His eyes were marble as they rested on me. Then they flared when they focused on my back. More accurately, what was on it.
“Going somewhere.” It wasn’t a question. It was an accusation.
I adjusted the pack on my back, suddenly it wasn’t heavy enough to distract me from the weight of the blame settling on my shoulders with Heath’s words, with his gaze, with his very presence.
I couldn’t answer. I wanted to. I needed to. I needed to paint a smile on my face, needed to inform him of this wonderful adventure that I was going on by choice. Not by force.
“You’re seriously fucking leaving?” he spat the words at me when silence had stretched on for too long between us.
I nodded once, still unable to say anything when everything I needed to say was clogging up my throat, my lungs.
More silence as his eyes turned cruel, hard and angry. It was familiar, since that was the way he’d stared at me since I’d announced I was marrying another man.
It wasn’t present on my wedding day, of course.

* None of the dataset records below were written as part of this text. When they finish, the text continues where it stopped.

// SPDX-License-Identifier: MIT
// © 2025–2026 Christopher Liu

//! Arrival stamps held between the first and the last sensor of a shot.
//!
//! Reading a capture register usually clears its channel flag, so a stamp can be read only
//! once. The latch keeps every stamp from that read until the shot closes, either when all
//! sensors have fired or when the window since the earliest arrival runs out.

use crate::geometry::{Sensor, SENSOR_COUNT};
use crate::timing::{Capture, SensorStatus};

#[derive(Copy, Clone, Debug, Default, PartialEq, Eq)]
pub struct ArrivalLatch {
    seen: SensorStatus,
    stamps: [u32; SENSOR_COUNT],
}

impl ArrivalLatch {
    pub const fn new() -> Self {
        Self {
            seen: SensorStatus::NONE,
            stamps: [0; SENSOR_COUNT],
        }
    }

    /// Sensors stamped since the latch was last cleared.
    #[inline]
    pub fn seen(&self) -> SensorStatus {
        self.seen
    }

    /// Keep `sensor`'s stamp. The first stamp per shot wins.
    pub fn record(&mut self, sensor: Sensor, stamp: u32) {
        if !self.seen.is_valid(sensor) {
            self.stamps[sensor.index()] = stamp;
            self.seen = self.seen.with(sensor);
        }
    }

    /// Ticks from the earliest stamp to `now`, with counter wrap-around.
    pub fn age(&self, now: u32) -> Option<u32> {
        self.seen.iter().map(|s| now.wrapping_sub(self.stamps[s.index()])).max()
    }

    /// Hand out the shot once every sensor has fired or `window` ticks have passed since the
    /// earliest one. Timers are relative to the earliest stamp. The latch is empty afterwards.
    pub fn close(&mut self, now: u32, window: u32) -> Option<Capture> {
        let age = self.age(now)?;
        if self.seen != SensorStatus::ALL && age < window {
            return None;
        }

        let first = now.wrapping_sub(age);
        let mut timers = [0u32; SENSOR_COUNT];
        for s in self.seen.iter() {
            timers[s.index()] = self.stamps[s.index()].wrapping_sub(first);
        }
        let capture = Capture::new(self.seen, timers);
        self.clear();
        Some(capture)
    }

    pub fn clear(&mut self) {
        *self = Self::new();
    }
}
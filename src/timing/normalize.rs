// SPDX-License-Identifier: MIT
// © 2025–2026 Christopher Liu

//! Capture snapshots and per-shot sensor readings.
//!
//! The capture hardware hands over one [`Capture`] per shot. [`normalize`] turns it into a
//! [`Readings`] table: every sensor's calibration copied in, validity taken from the status set,
//! and counts re-expressed relative to the earliest valid arrival (the reference sensor). The
//! table lives on the stack for exactly one shot; the solver writes its scratch fields into it.

use arrayvec::ArrayVec;
use log::warn;
use snafu::prelude::*;

use crate::error::{InsufficientSensorsSnafu, ShotError};
use crate::geometry::{Point, Quadrant, Sensor, SensorGeometry, SENSOR_COUNT};
use crate::timing::SensorStatus;

/// Fewest valid sensors a planar solve can start from.
pub const MIN_SENSORS: usize = 2;

/// A relative count above this multiple of the straight-line distance to the reference sensor
/// is physically impossible and treated as noise.
const NOISE_MARGIN: f64 = 1.05;

/// Raw capture counts, indexed by sensor channel.
#[derive(Copy, Clone, Debug, Default, PartialEq, Eq)]
pub struct RawTimers(pub [u32; SENSOR_COUNT]);

impl RawTimers {
    #[inline]
    pub fn get(&self, sensor: Sensor) -> u32 {
        self.0[sensor.index()]
    }
}

/// Immutable snapshot of one shot as latched by the capture hardware.
#[derive(Copy, Clone, Debug, Default, PartialEq, Eq)]
pub struct Capture {
    pub status: SensorStatus,
    pub timers: RawTimers,
}

impl Capture {
    pub fn new(status: SensorStatus, timers: [u32; SENSOR_COUNT]) -> Self {
        Self {
            status,
            timers: RawTimers(timers),
        }
    }
}

/// Working record for one sensor during one shot.
#[derive(Copy, Clone, Debug, Default, PartialEq)]
pub struct SensorReading {
    /// Physical sensor this reading came from.
    pub sensor: Sensor,
    pub is_valid: bool,
    /// Interior angle at this sensor from the last triangle solve, radians.
    pub angle_a: f64,
    /// Heading towards the clockwise neighbour in the current frame.
    pub diagonal: f64,
    pub position: Point,
    /// Arrival relative to the reference sensor, counts.
    pub count: f64,
    /// Planar range from this sensor.
    pub a: f64,
    /// Planar range from the clockwise neighbour.
    pub b: f64,
    /// Distance to the clockwise neighbour.
    pub c: f64,
    /// Candidate impact from the triangle at this sensor.
    pub xs: f64,
    pub ys: f64,
}

impl SensorReading {
    pub fn candidate(&self) -> Point {
        Point::new(self.xs, self.ys)
    }
}

/// The per-shot sensor table.
///
/// Slots are indexed by [`Sensor`]. In the physical frame slot and sensor agree; after
/// [`Readings::rotated`] slot `North` holds the reference sensor and positions are canonical.
#[derive(Copy, Clone, Debug, PartialEq)]
pub struct Readings {
    sensors: [SensorReading; SENSOR_COUNT],
    reference: Sensor,
    frame: Quadrant,
}

impl Readings {
    /// Build the table from per-sensor arrival counts.
    ///
    /// Counts may be fractional; [`normalize`] feeds it whole timer values.
    pub fn from_counts(
        geometry: &SensorGeometry,
        status: SensorStatus,
        counts: [f64; SENSOR_COUNT],
    ) -> Result<Self, ShotError> {
        let valid = status.count();
        ensure!(valid >= MIN_SENSORS, InsufficientSensorsSnafu { valid });

        let mut reference = Sensor::North;
        let mut earliest = f64::INFINITY;
        for s in status.iter() {
            if counts[s.index()] < earliest {
                earliest = counts[s.index()];
                reference = s;
            }
        }

        let mut sensors = [SensorReading::default(); SENSOR_COUNT];
        for cal in geometry.iter() {
            let s = cal.sensor;
            let is_valid = status.is_valid(s);
            sensors[s.index()] = SensorReading {
                sensor: s,
                is_valid,
                diagonal: cal.diagonal,
                position: cal.position,
                count: if is_valid { counts[s.index()] - earliest } else { 0.0 },
                ..SensorReading::default()
            };
        }

        Ok(Self {
            sensors,
            reference,
            frame: Quadrant::North,
        })
    }

    #[inline]
    pub fn get(&self, slot: Sensor) -> &SensorReading {
        &self.sensors[slot.index()]
    }

    #[inline]
    pub fn get_mut(&mut self, slot: Sensor) -> &mut SensorReading {
        &mut self.sensors[slot.index()]
    }

    /// Physical sensor that heard the shot first.
    #[inline]
    pub fn reference(&self) -> Sensor {
        self.reference
    }

    /// Frame the positions are expressed in.
    #[inline]
    pub fn frame(&self) -> Quadrant {
        self.frame
    }

    /// Valid slots in the current frame.
    pub fn status(&self) -> SensorStatus {
        Sensor::ALL
            .into_iter()
            .filter(|&s| self.get(s).is_valid)
            .collect()
    }

    /// Valid physical sensors, whatever the frame.
    pub fn physical_status(&self) -> SensorStatus {
        self.sensors
            .iter()
            .filter(|r| r.is_valid)
            .map(|r| r.sensor)
            .collect()
    }

    /// Adjacent valid slot pairs `(slot, clockwise neighbour)`.
    pub fn pairs(&self) -> ArrayVec<(Sensor, Sensor), SENSOR_COUNT> {
        Sensor::ALL
            .into_iter()
            .filter(|&s| self.get(s).is_valid && self.get(s.clockwise()).is_valid)
            .map(|s| (s, s.clockwise()))
            .collect()
    }

    /// Copy of the table in `quadrant`'s canonical frame.
    pub fn rotated(&self, quadrant: Quadrant) -> Readings {
        let mut out = *self;
        for slot in Sensor::ALL {
            let mut r = self.sensors[quadrant.physical_sensor(slot).index()];
            r.position = quadrant.to_canonical(r.position);
            out.sensors[slot.index()] = r;
        }
        for slot in Sensor::ALL {
            let next = out.get(slot.clockwise()).position;
            let here = out.get_mut(slot);
            here.diagonal = here.position.heading_to(next);
        }
        out.frame = quadrant;
        out
    }

    /// Copy the solver scratch from a canonical table back onto the physical one, candidates
    /// rotated back into the physical frame.
    pub fn absorb_scratch(&mut self, canonical: &Readings) {
        let quadrant = canonical.frame;
        for r in canonical.sensors.iter() {
            let candidate = quadrant.from_canonical(r.candidate());
            let target = &mut self.sensors[r.sensor.index()];
            target.angle_a = r.angle_a;
            target.a = r.a;
            target.b = r.b;
            target.c = r.c;
            target.xs = candidate.x;
            target.ys = candidate.y;
        }
    }

    pub fn invalidate(&mut self, slot: Sensor) {
        self.get_mut(slot).is_valid = false;
    }

    /// Largest sensor distance from the face centre.
    pub fn extent(&self) -> f64 {
        self.sensors
            .iter()
            .map(|r| r.position.norm())
            .fold(0.0, f64::max)
    }

    /// Drop sensors whose relative count is longer than sound could take to cross from the
    /// reference sensor. Returns the number dropped.
    pub fn gate_noise(&mut self) -> usize {
        let origin = self.get(self.reference).position;
        let mut dropped = 0;
        for slot in Sensor::ALL {
            let r = self.get(slot);
            if !r.is_valid || r.sensor == self.reference {
                continue;
            }
            let limit = origin.distance_to(r.position) * NOISE_MARGIN;
            if r.count > limit {
                warn!("sensor {} count {} beyond {}, dropped", r.sensor, r.count, limit);
                self.invalidate(slot);
                dropped += 1;
            }
        }
        dropped
    }
}

/// Turn a capture snapshot into the per-shot sensor table.
pub fn normalize(geometry: &SensorGeometry, capture: &Capture) -> Result<Readings, ShotError> {
    let counts = capture.timers.0.map(f64::from);
    Readings::from_counts(geometry, capture.status, counts)
}

#[cfg(test)]
mod tests {
    use super::*;
    use crate::config::TargetConfig;
    use approx::assert_abs_diff_eq;

    fn geometry() -> SensorGeometry {
        SensorGeometry::init_sensors(&TargetConfig::default())
    }

    #[test]
    fn earliest_valid_sensor_is_the_reference() {
        let capture = Capture::new(SensorStatus::ALL, [1000, 1050, 980, 1020]);
        let r = normalize(&geometry(), &capture).unwrap();

        assert_eq!(r.reference(), Sensor::South);
        assert_eq!(r.get(Sensor::North).count, 20.0);
        assert_eq!(r.get(Sensor::East).count, 70.0);
        assert_eq!(r.get(Sensor::South).count, 0.0);
        assert_eq!(r.get(Sensor::West).count, 40.0);
    }

    #[test]
    fn masked_sensors_do_not_set_the_reference() {
        let capture = Capture::new(SensorStatus::from_bits(0b1011), [1000, 1050, 10, 1020]);
        let r = normalize(&geometry(), &capture).unwrap();

        assert_eq!(r.reference(), Sensor::North);
        assert!(!r.get(Sensor::South).is_valid);
        assert_eq!(r.get(Sensor::South).count, 0.0);
        assert_eq!(r.status().bits(), 0b1011);
    }

    #[test]
    fn ties_go_to_the_lowest_channel() {
        let capture = Capture::new(SensorStatus::ALL, [500, 400, 400, 600]);
        let r = normalize(&geometry(), &capture).unwrap();
        assert_eq!(r.reference(), Sensor::East);
    }

    #[test]
    fn one_sensor_is_insufficient() {
        let capture = Capture::new(SensorStatus::from_bits(0b0001), [1000, 1050, 980, 1020]);
        assert_eq!(
            normalize(&geometry(), &capture),
            Err(ShotError::InsufficientSensors { valid: 1 })
        );
    }

    #[test]
    fn pairs_follow_adjacency() {
        let g = geometry();
        let r = Readings::from_counts(&g, SensorStatus::from_bits(0b1101), [0.0; 4]).unwrap();
        let pairs = r.pairs();
        assert_eq!(
            pairs.as_slice(),
            &[(Sensor::South, Sensor::West), (Sensor::West, Sensor::North)]
        );

        let opposite = Readings::from_counts(&g, SensorStatus::from_bits(0b0101), [0.0; 4]).unwrap();
        assert!(opposite.pairs().is_empty());
    }

    #[test]
    fn rotation_puts_the_reference_in_the_north_slot() {
        let capture = Capture::new(SensorStatus::from_bits(0b0111), [1000, 1050, 980, 1020]);
        let r = normalize(&geometry(), &capture).unwrap();
        let c = r.rotated(Quadrant::of(r.reference()));

        let north = c.get(Sensor::North);
        assert_eq!(north.sensor, Sensor::South);
        assert_eq!(north.count, 0.0);
        assert_abs_diff_eq!(north.position.x, 0.0, epsilon = 1e-9);
        assert!(north.position.y > 0.0);
        assert_abs_diff_eq!(north.diagonal, -core::f64::consts::FRAC_PI_4, epsilon = 1e-12);

        // West was masked and now sits in the East slot.
        assert!(!c.get(Sensor::East).is_valid);
        assert_eq!(c.physical_status(), r.status());
    }

    #[test]
    fn noise_gate_drops_impossible_counts() {
        let mut r = Readings::from_counts(
            &geometry(),
            SensorStatus::ALL,
            [1000.0, 1000.0, 1000.0, 10_000.0],
        )
        .unwrap();
        assert_eq!(r.gate_noise(), 1);
        assert!(!r.get(Sensor::West).is_valid);
        assert_eq!(r.status().count(), 3);
    }

    #[test]
    fn noise_limit_scales_with_distance_to_the_reference() {
        let g = geometry();
        let radius = g.sensor(Sensor::North).position.y;
        // Same count: too late for the adjacent East, still possible for the opposite South.
        let late = 1.6 * radius;
        let mut r =
            Readings::from_counts(&g, SensorStatus::ALL, [0.0, late, late, 0.5 * radius]).unwrap();
        assert_eq!(r.reference, Sensor::North);
        assert_eq!(r.gate_noise(), 1);
        assert!(!r.get(Sensor::East).is_valid);
        assert!(r.get(Sensor::South).is_valid);
        assert!(r.get(Sensor::West).is_valid);
    }
}
// SPDX-License-Identifier: MIT
// © 2025–2026 Christopher Liu

//! Slant-range correction.
//!
//! With the sensors raised above the paper the measured ranges are slant ranges, longer than
//! the planar ones the flat solve assumed, which pulls the fix towards the centre. Re-solving
//! with the height folded into every triangle ([`find_xy_3d`](super::find_xy_3d)) removes the
//! bias. The planar reference range seeds the search.

use log::debug;

use crate::error::ShotError;
use crate::solver::multilateration::locate;
use crate::solver::{Fix, SolverLimits};
use crate::timing::Readings;

/// Refine a planar fix for a sensor plane `z_offset` counts above the paper.
///
/// `readings` and `planar` must both be in the physical frame. A zero offset returns `planar`
/// unchanged. Errors are recoverable: the caller keeps the planar fix.
pub fn correct_slant(
    readings: &mut Readings,
    planar: &Fix,
    z_offset: f64,
    limits: &SolverLimits,
) -> Result<Fix, ShotError> {
    if z_offset == 0.0 {
        return Ok(*planar);
    }

    let fix = locate(readings, z_offset, Some(planar.estimate), limits)?;
    debug!(
        "slant fix ({}, {}) from ({}, {}) in {} steps",
        fix.position.x, fix.position.y, planar.position.x, planar.position.y, fix.iterations
    );
    Ok(fix)
}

No, it disappeared that day to show the vulnerability underneath.
But then I’d stamped on that, shredded it like I shredded my own heart and that horrible empty gaze was now permanent.
Because. Of. Me.
“Jesus,” he muttered, shaking his head violently. Everything about him was violent now. It didn’t used to be. Not on a night that turned into a weekend that seemed like a thousand years ago. The night that started it all.

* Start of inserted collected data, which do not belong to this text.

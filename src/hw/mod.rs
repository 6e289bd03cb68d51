// SPDX-License-Identifier: MIT
// © 2025–2026 Christopher Liu

//! MCU-level wrappers for the target controller board.

pub mod capture;
pub mod led;
pub mod pins;
pub mod usart;

pub use capture::ShotCapture;
pub use led::{Led, StatusLeds};
pub use pins::BoardPins;
pub use usart::{ConsoleWriter, Usart};
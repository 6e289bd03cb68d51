// SPDX-License-Identifier: MIT
// © 2025–2026 Christopher Liu

//! Sensor identities and the calibrated mounting geometry.
//!
//! The four sensors sit on a circle around the face, one per compass point, numbered clockwise
//! starting at North. Positions are stored in timer counts so a range and a timer value can be
//! compared directly.

use core::fmt;

use num_enum::{IntoPrimitive, TryFromPrimitive};

use crate::config::TargetConfig;
use crate::geometry::Point;

pub const SENSOR_COUNT: usize = 4;

/// One of the four microphones. The discriminant is the hardware channel number.
#[derive(Copy, Clone, Debug, Default, PartialEq, Eq, IntoPrimitive, TryFromPrimitive)]
#[repr(u8)]
pub enum Sensor {
    #[default]
    North = 0,
    East = 1,
    South = 2,
    West = 3,
}

impl Sensor {
    /// All sensors in channel order (clockwise from North).
    pub const ALL: [Sensor; SENSOR_COUNT] = [Sensor::North, Sensor::East, Sensor::South, Sensor::West];

    #[inline]
    pub fn index(self) -> usize {
        self as usize
    }

    /// Sensor for an index, wrapping modulo four.
    #[inline]
    pub fn from_index(i: usize) -> Sensor {
        Self::ALL[i % SENSOR_COUNT]
    }

    /// Next sensor going clockwise around the face.
    #[inline]
    pub fn clockwise(self) -> Sensor {
        Self::from_index(self.index() + 1)
    }

    /// Sensor across the face.
    #[inline]
    pub fn opposite(self) -> Sensor {
        Self::from_index(self.index() + 2)
    }

    pub fn label(self) -> &'static str {
        match self {
            Sensor::North => "N",
            Sensor::East => "E",
            Sensor::South => "S",
            Sensor::West => "W",
        }
    }
}

impl fmt::Display for Sensor {
    fn fmt(&self, f: &mut fmt::Formatter<'_>) -> fmt::Result {
        f.write_str(self.label())
    }
}

/// Calibrated mounting of one sensor.
#[derive(Copy, Clone, Debug, Default, PartialEq)]
pub struct SensorCalibration {
    pub sensor: Sensor,
    /// Position in counts.
    pub position: Point,
    /// Heading of the edge towards the clockwise neighbour, radians. For the nominal square
    /// layout this is 45° off the axes.
    pub diagonal: f64,
    /// Length of that edge, counts.
    pub spacing: f64,
}

/// The calibration table. Built once at start-up, read-only afterwards.
#[derive(Clone, Debug, PartialEq)]
pub struct SensorGeometry {
    sensors: [SensorCalibration; SENSOR_COUNT],
    counts_per_mm: f64,
    z_offset: f64,
}

impl SensorGeometry {
    /// Lay the sensors out from the target configuration.
    ///
    /// # Panics
    ///
    /// If the configuration puts two neighbouring sensors on top of each other or produces
    /// non-finite positions. That is a corrupted calibration, not a shot-time condition.
    pub fn init_sensors(config: &TargetConfig) -> Self {
        let counts_per_mm = config.counts_per_mm();
        let radius = config.sensor_diameter_mm / 2.0;
        let off = |s: Sensor| config.sensor_offsets[s.index()];

        let mm = [
            Point::new(off(Sensor::North).x_mm, radius + off(Sensor::North).y_mm),
            Point::new(radius + off(Sensor::East).x_mm, off(Sensor::East).y_mm),
            Point::new(off(Sensor::South).x_mm, -(radius + off(Sensor::South).y_mm)),
            Point::new(-(radius + off(Sensor::West).x_mm), off(Sensor::West).y_mm),
        ];

        let mut sensors = [SensorCalibration::default(); SENSOR_COUNT];
        for s in Sensor::ALL {
            let here = mm[s.index()].scaled(counts_per_mm);
            let next = mm[s.clockwise().index()].scaled(counts_per_mm);
            let spacing = here.distance_to(next);
            assert!(
                spacing.is_finite() && spacing > 0.0,
                "corrupted sensor calibration at {}",
                s
            );
            sensors[s.index()] = SensorCalibration {
                sensor: s,
                position: here,
                diagonal: here.heading_to(next),
                spacing,
            };
        }

        Self {
            sensors,
            counts_per_mm,
            z_offset: config.z_offset_counts(),
        }
    }

    #[inline]
    pub fn sensor(&self, s: Sensor) -> &SensorCalibration {
        &self.sensors[s.index()]
    }

    pub fn iter(&self) -> impl Iterator<Item = &SensorCalibration> {
        self.sensors.iter()
    }

    #[inline]
    pub fn counts_per_mm(&self) -> f64 {
        self.counts_per_mm
    }

    /// Sensor-plane height above the paper, counts.
    #[inline]
    pub fn z_offset(&self) -> f64 {
        self.z_offset
    }

    #[inline]
    pub fn counts_to_mm(&self, counts: f64) -> f64 {
        counts / self.counts_per_mm
    }

    #[inline]
    pub fn mm_to_counts(&self, mm: f64) -> f64 {
        mm * self.counts_per_mm
    }
}
pub mod models;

He had a little violence in him then. Staining his skin. In a way that might just wash off, if things changed. If he found peace instead of the war he’d committed to.

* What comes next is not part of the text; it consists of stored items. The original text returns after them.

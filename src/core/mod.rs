pub mod bundler;
#[cfg(all(unix, not(target_os = "macos")))]
pub mod copy_command;
pub mod file_system;
pub mod logger;
pub mod output;

#[cfg(test)]
pub mod memory_fs;
use crate::domain::models::Bundle;
use crossterm::{
    ExecutableCommand,
    style::{Color, ResetColor, SetForegroundColor},
};
use log::{debug, info, warn};
use std::io::Write;

pub trait OutputWriter {
    fn write(&self, content: &str) -> anyhow::Result<()>;
}

pub struct ClipboardWriter;

impl OutputWriter for ClipboardWriter {
    fn write(&self, content: &str) -> anyhow::Result<()> {
        debug!("Writing output to clipboard");

        #[cfg(all(unix, not(target_os = "macos")))]
        for command in crate::infra::copy_command::detected_copy_commands() {
            match command.copy(content) {
                Ok(()) => {
                    info!(
                        "Output copied to clipboard via {} (size: {} bytes)",
                        command.program(),
                        content.len()
                    );
                    return Ok(());
                }
                Err(e) => debug!("{} failed, trying next backend: {:#}", command.program(), e),
            }
        }

        copy_in_process(content)
    }
}

#[cfg(feature = "clipboard-support")]
fn copy_in_process(content: &str) -> anyhow::Result<()> {
    use clipboard::{ClipboardContext, ClipboardProvider};

    let mut ctx = <ClipboardContext as ClipboardProvider>::new().map_err(|e| {
        warn!("Failed to access clipboard: {}", e);
        anyhow::anyhow!("Failed to access clipboard: {}", e)
    })?;

    ctx.set_contents(content.to_owned()).map_err(|e| {
        warn!("Failed to copy to clipboard: {}", e);
        anyhow::anyhow!("Failed to copy to clipboard: {}", e)
    })?;

    info!("Output copied to clipboard (size: {} bytes)", content.len());
    Ok(())
}

#[cfg(not(feature = "clipboard-support"))]
fn copy_in_process(_content: &str) -> anyhow::Result<()> {
    warn!("No clipboard command found and in-process support was not compiled in");
    anyhow::bail!("context-paste was built without the `clipboard-support` feature")
}

pub fn print_summary<W: Write>(out: &mut W, bundle: &Bundle) -> anyhow::Result<()> {
    out.execute(SetForegroundColor(Color::Green))?;
    writeln!(
        out,
        "Bundled {} characters from project to CLIPBOARD.",
        bundle.char_count
    )?;
    out.execute(ResetColor)?;
    Ok(())
}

But now it wasn’t staining his skin. It was etched into his very soul. And I was adding to it. Because it seemed like every time we were in front of each other, there was another layer to his violence. Until it came with every movement, every glance, every breath.
And it was at its peak right now.
“You expect me to ask you to stay? To not let you leave?” he hissed. “To fuckin’ demand you to stop running from this shit because it’s evident whatever it is between us isn’t gonna let us go, despite how fuckin’ much I want it to?”
His words and the true frustration behind them hit me like bullets. It was a miracle I was still upright. Since I was expending all my energy just doing that, I didn’t have anything left inside me to speak.
“Is that what this is?” He nodded to the pack. “You runnin’ ‘cause you want me to chase you? Because I’m not gonna do that.”
He stepped out of the doorway, leaving it open to me.
“So if you leave, that’s it. That’s us. Finally fuckin’ over. Because I won’t chase you. I fuckin’ can’t. One of us has to stop this shit. And I gotta do it for my sanity. I won’t ask you to stay either. Because you do what you want, regardless of what I say. Of what I fuckin’ beg. We both know that. And I’m still fuckin’ standing here. It’s the last time I will be. So what are you gonna do, Little Girl?”
Something left his eyes when he uttered the last two words. Something that seeped into me. Tugged at all those frayed and torn threads in my soul. Teased me with a lie that maybe this could be fixed. Maybe like the two previous residents of this apartment, I might get an ever after.